What to produce:
Only one stretch of the listing below is wanted: every line from the first to the line containing "#[derive(Args, Debug, Default)]", set down exactly.

Material for this task:
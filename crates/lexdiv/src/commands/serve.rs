//! Serve command: run the MCP server on stdio.

use anyhow::Context;
use clap::Args;
use lexdiv_core::config::Config;
use rmcp::ServiceExt;
use tracing::{info, instrument};

use crate::server::LexdivServer;

/// Arguments for the `serve` subcommand.
#[derive(Args, Debug, Default)]
pub struct ServeArgs {}

/// Serve MCP requests on stdin/stdout until the client disconnects.
#[instrument(name = "cmd_serve", skip_all)]
pub async fn cmd_serve(
    _args: ServeArgs,
    max_input: Option<usize>,
    config: Config,
) -> anyhow::Result<()> {
    // Reject a bad report configuration before touching stdio.
    config
        .report_config()
        .context("invalid report configuration")?;

    info!(preset = config.preset.as_str(), "starting MCP server on stdio");
    let service = LexdivServer::new(config, max_input)
        .serve(rmcp::transport::stdio())
        .await
        .context("failed to start MCP server")?;

    let reason = service.waiting().await.context("MCP server task failed")?;
    info!(?reason, "MCP server stopped");
    Ok(())
}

Response to the exercise:
filename crates/lexdiv/src/commands/serve.rs
//! Serve command: run the MCP server on stdio.

use anyhow::Context;
use clap::Args;
use lexdiv_core::config::Config;
use rmcp::ServiceExt;
use tracing::{info, instrument};

use crate::server::LexdivServer;

/// Arguments for the `serve` subcommand.
#[derive(Args, Debug, Default)]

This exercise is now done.